Two weeks ago, Wright was expelled from New Jersey’s Don Bosco Preparatory High School after messages from his Twitter account went viral. Several of his tweets were sexually graphic—and some had racial overtones—which reportedly scared off the University of Michigan and seemed to leave Wright's recruitment in limbo. But then came word last week that Wright had verbally committed to CU, followed up with his official signing. "We understand that our role is to be a father figure and help [players] grow and mature into men and become productive members of society," Colorado football coach Jon Embree said this week.
While teenagers are apt to do things they regret later, you have to wonder if Wright’s signing will be considered an affront to Boulder’s traditionally progressive campus. So far, Wright has been contrite: “I made a huge mistake,” Wright told espn.com (Insider only) earlier. “I definitely learned a valuable lesson, and I promise nothing like that will ever happen again. Everyone that knows me knows that’s not my true character or who I really am. I’m not going to sit here and try and make excuses for what I did. I’m just going to be a man and say I was wrong and I learned from it.”

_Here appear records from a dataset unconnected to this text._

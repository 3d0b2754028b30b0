//! # mcontrol HAL Library
//!
//! Driver implementations of the hardware boundary defined in
//! `mcontrol_common::hal` (`Sensor`, `Motor`, `Clock`).
//!
//! # Module Structure
//!
//! - [`drivers`] - driver implementations
//!
//! # Architecture
//!
//! ```text
//! ┌───────────────────────────────────────────────────────┐
//! │                  SimulatedAxis                        │
//! │  ┌───────────┐   ┌───────────┐   ┌───────────┐        │
//! │  │ SimSensor │   │ SimMotor  │   │ SimClock  │        │
//! │  └─────┬─────┘   └─────┬─────┘   └─────┬─────┘        │
//! │        └───────────────┼───────────────┘              │
//! │                        ▼                              │
//! │              Arc<Mutex<AxisPhysics>>                  │
//! └───────────────────────────────────────────────────────┘
//! ```
//!
//! The three handles share one physics model. Time only advances when the
//! controller sleeps on the `SimClock`, so a simulated slew runs as fast as
//! the host allows and is fully deterministic.

#![deny(missing_docs)]

pub mod drivers;

pub use crate::drivers::simulation::{
    MotorCommand, Obstruction, SimAxisConfig, SimClock, SimMotor, SimSensor, SimulatedAxis,
};
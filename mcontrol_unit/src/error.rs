//! Slew failure modes.
//!
//! Stalls are absorbed by the destall retry inside the slew loop; a
//! `SlewError::Stalled` only surfaces once the retry budget is spent.
//! Everything else aborts the slew at the first occurrence.

use mcontrol_common::angle::{CookedAngle, Degrees};
use mcontrol_common::hal::HalError;
use thiserror::Error;

/// Why a slew did not reach its target.
#[derive(Debug, Clone, Error)]
pub enum SlewError {
    /// Another slew is running on this controller.
    #[error("slew already in progress")]
    AlreadySlewing,

    /// Target lies inside the forbidden arc.
    #[error("target {target} is inside the forbidden arc")]
    UnsafeTarget { target: CookedAngle },

    /// Axis was already inside the forbidden arc when the slew was requested.
    #[error("axis starts at {position}, inside the forbidden arc")]
    UnsafeStart { position: CookedAngle },

    /// Axis moved into the forbidden arc during the slew.
    #[error("axis position {position} is inside the forbidden arc")]
    UnsafePosition { position: CookedAngle },

    /// Straight path from the current position crosses the forbidden arc.
    #[error("path {from} -> {to} crosses the forbidden arc")]
    UnsafePath { from: CookedAngle, to: CookedAngle },

    /// Motor stayed stalled after every allowed destall pulse.
    #[error("motor stalled at {position} after {attempts} destall attempts")]
    Stalled { position: CookedAngle, attempts: u32 },

    /// Axis moved against the commanded direction.
    #[error("axis moved {displacement:.3}° against the commanded direction at {position}")]
    WrongDirection {
        position: CookedAngle,
        displacement: Degrees,
    },

    /// Axis kept overshooting the target.
    #[error("axis hunting around {position}: {reversals} direction reversals")]
    Hunting {
        position: CookedAngle,
        reversals: u32,
    },

    /// Sensor or motor failure.
    #[error(transparent)]
    Hardware(#[from] HalError),
}

impl SlewError {
    /// Whether a pre-check refused the slew. The motor was not driven.
    ///
    /// `false` does not imply motion: a `Hardware` error may come from the
    /// first position read.
    pub fn is_rejection(&self) -> bool {
        matches!(
            self,
            Self::AlreadySlewing
                | Self::UnsafeTarget { .. }
                | Self::UnsafeStart { .. }
                | Self::UnsafePath { .. }
        )
    }
}
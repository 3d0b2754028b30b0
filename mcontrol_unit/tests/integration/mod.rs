//! Shared rig for the integration tests.

mod concurrency;
mod config;
mod safety;
mod slew;
mod stall;

use std::sync::Arc;
use std::sync::atomic::{AtomicU32, Ordering};
use std::time::Duration;

use mcontrol_common::angle::{AngleConfig, CookedAngle, RawAngle};
use mcontrol_common::controller::ControllerConfig;
use mcontrol_common::hal::Clock;
use mcontrol_hal::{MotorCommand, SimAxisConfig, SimClock, SimMotor, SimSensor, SimulatedAxis};
use mcontrol_unit::Controller;

/// Reference mount with the forbidden arc around the cooked seam.
pub fn angles() -> Arc<AngleConfig> {
    arc_angles(350.0, 10.0)
}

pub fn arc_angles(min: f64, max: f64) -> Arc<AngleConfig> {
    Arc::new(
        AngleConfig::new(RawAngle::new(230.0))
            .with_user_origin(CookedAngle::new(20.0))
            .unwrap()
            .with_safe_limits(CookedAngle::new(min), CookedAngle::new(max))
            .unwrap(),
    )
}

/// Tunables with a real destall pulse and a noise threshold.
pub fn tuning() -> ControllerConfig {
    ControllerConfig {
        stall_threshold: 0.2,
        destall_duty: 40.0,
        destall_duration: Duration::from_millis(300),
        park_position: CookedAngle::new(180.0),
        ..Default::default()
    }
}

pub fn sim(start: f64) -> SimAxisConfig {
    SimAxisConfig {
        start_position: start,
        ..Default::default()
    }
}

pub struct Rig {
    pub axis: SimulatedAxis,
    pub controller: Controller<SimSensor, SimMotor, SimClock>,
}

pub fn rig_with(sim: SimAxisConfig, config: ControllerConfig, angles: Arc<AngleConfig>) -> Rig {
    let axis = SimulatedAxis::new(sim, Arc::clone(&angles));
    let controller =
        Controller::new(config, angles, axis.sensor(), axis.motor(), axis.clock()).unwrap();
    Rig { axis, controller }
}

pub fn rig(sim: SimAxisConfig) -> Rig {
    rig_with(sim, tuning(), angles())
}

/// Duty values of every `Duty` command, in order.
pub fn duties(commands: &[MotorCommand]) -> Vec<f64> {
    commands
        .iter()
        .filter_map(|c| match c {
            MotorCommand::Duty { duty, .. } => Some(*duty),
            MotorCommand::Stop { .. } => None,
        })
        .collect()
}

pub fn ends_stopped(commands: &[MotorCommand]) -> bool {
    matches!(commands.last(), Some(MotorCommand::Stop { .. }))
}

/// Simulation clock that calls `hook(n)` before the n-th sleep.
pub struct HookClock<F> {
    inner: SimClock,
    sleeps: AtomicU32,
    hook: F,
}

impl<F: Fn(u32) + Send + Sync> HookClock<F> {
    pub fn new(inner: SimClock, hook: F) -> Self {
        Self {
            inner,
            sleeps: AtomicU32::new(0),
            hook,
        }
    }
}

impl<F: Fn(u32) + Send + Sync> Clock for HookClock<F> {
    fn now(&self) -> Duration {
        self.inner.now()
    }

    fn sleep(&self, duration: Duration) {
        let n = self.sleeps.fetch_add(1, Ordering::SeqCst) + 1;
        (self.hook)(n);
        self.inner.sleep(duration);
    }
}
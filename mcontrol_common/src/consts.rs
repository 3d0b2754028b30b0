//! Defaults and parameter bounds for the declination axis.
//!
//! Single source of truth for numeric limits. The defaults reproduce the
//! reference mount installation; every value can be overridden from the
//! configuration file.

/// Maximum number of linearization harmonics (coefficient pairs).
pub const MAX_HARMONICS: usize = 8;

/// Maximum number of flat linearization coefficients (`2 * MAX_HARMONICS`).
pub const MAX_LINEARIZATION_COEFFS: usize = 2 * MAX_HARMONICS;

/// Iterations used when inverting the linearization.
pub const UNCOOK_ITERATIONS: usize = 32;

// ─── Motor ──────────────────────────────────────────────────────────

/// Lowest duty the motor still turns at [%].
pub const MIN_DUTY_DEFAULT: f64 = 15.0;
/// Highest duty commanded during a slew [%].
pub const MAX_DUTY_DEFAULT: f64 = 30.0;
/// Absolute duty bounds [%].
pub const DUTY_MIN: f64 = 0.0;
pub const DUTY_MAX: f64 = 100.0;

/// Stall check period [ms].
pub const STALL_CHECK_PERIOD_MS_DEFAULT: u64 = 1000;
/// Minimum displacement per stall check period [deg].
pub const STALL_THRESHOLD_DEFAULT: f64 = 0.0;
/// Reverse duty of the destall pulse [%].
pub const DESTALL_DUTY_DEFAULT: f64 = 0.0;
/// Destall pulse length [ms].
pub const DESTALL_DURATION_MS_DEFAULT: u64 = 0;
/// Destall pulses allowed per slew before the stall becomes fatal.
pub const MAX_DESTALL_ATTEMPTS_DEFAULT: u32 = 3;
pub const MAX_DESTALL_ATTEMPTS_MAX: u32 = 100;

// ─── Movement ───────────────────────────────────────────────────────

/// Park position [cooked deg]. Inside the default safe window.
pub const PARK_POSITION_DEFAULT: f64 = 325.0;
/// Distance over which the duty tapers down before the target [deg].
pub const ACCEL_ANGLE_DEFAULT: f64 = 20.0;
/// Arrival tolerance [deg].
pub const TOLERANCE_DEFAULT: f64 = 0.1;
pub const TOLERANCE_MAX: f64 = 10.0;
/// Direction reversals allowed per slew before it counts as hunting.
pub const MAX_REVERSALS_DEFAULT: u32 = 20;
pub const MAX_REVERSALS_MAX: u32 = 1000;

// ─── Control loop ───────────────────────────────────────────────────

/// Control loop period [ms].
pub const LOOP_DELAY_MS_DEFAULT: u64 = 10;
pub const LOOP_DELAY_MS_MIN: u64 = 1;
pub const LOOP_DELAY_MS_MAX: u64 = 1000;

// ─── Angle model ────────────────────────────────────────────────────

/// Raw sensor reading that becomes cooked zero [raw deg].
pub const HARDWARE_ORIGIN_DEFAULT: f64 = 250.0 - 20.0;
/// Cooked angle shown to the operator as zero [cooked deg].
pub const USER_ORIGIN_DEFAULT: f64 = 20.0;
/// Start of the forbidden arc [cooked deg].
pub const MINIMUM_SAFE_ANGLE_DEFAULT: f64 = 335.0;
/// End of the forbidden arc [cooked deg].
pub const MAXIMUM_SAFE_ANGLE_DEFAULT: f64 = 315.0;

In addition to getting a look from Michigan, it was reported that Notre Dame and other schools had been interested in Wright. Perhaps as a sign of how limited his options were after his tweets were made public—or maybe how far away from home he wanted to get—consider Wright’s Facebook post after visiting CU last month: “Pretty boring night last night out here in colorado [sic] headed home in a couple of hours can't wait to get back...” From an athletics perspective, the tweets aren’t even the Buffaloes’ biggest worry. Right now, Wright’s academic status is undetermined. The Record, from Bergen County, N.J., reported last week that even if Wright attends a public school in his home state of New York, “he might not acquire enough credits to graduate." As of this week, his high school future isn't any clearer.
“I think it’s a great decision” to commit to CU, Wright’s former coach told the Record last week. “The important thing is that he’s headed off to college and a great university and he has a chance to be successful and not look back.” For the Buffs’ sake—and for his own—you have to hope Wright keeps looking back and that he doesn’t make the same mistakes again.